SUPPLIED MATERIAL START

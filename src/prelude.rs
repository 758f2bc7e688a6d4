//! Convenient re-exports for glob imports.
//!
//! ```rust
//! use uri_builder::prelude::*;
//!
//! let mut builder = UriBuilder::new();
//! builder.path(["a", "{b}"]).unwrap();
//! let uri: Uri = builder.build_from_values(&["c"]).unwrap();
//! assert_eq!(uri.as_str(), "a/c");
//! ```
//!
//! Encoding helpers and constants are left out; import them from the crate
//! root.

pub use crate::{
    // Core types
    MatrixParam, PathSegment, Template, Uri, UriBuilder,
    // Resolvers
    MapResolver, PositionalResolver, RejectAll, VariableResolver,
    // Resources
    ResourceClass, ResourceMethod, StaticMethod, StaticResource,
    // Errors
    ParseError, TemplateError, UriBuilderError,
};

SUPPLIED MATERIAL END

_EXERCISE DESCRIPTION_
Copy every line above in which the string "prelude" shows up.

_WORKED SOLUTION_
filename src/prelude.rs
//! use uri_builder::prelude::*;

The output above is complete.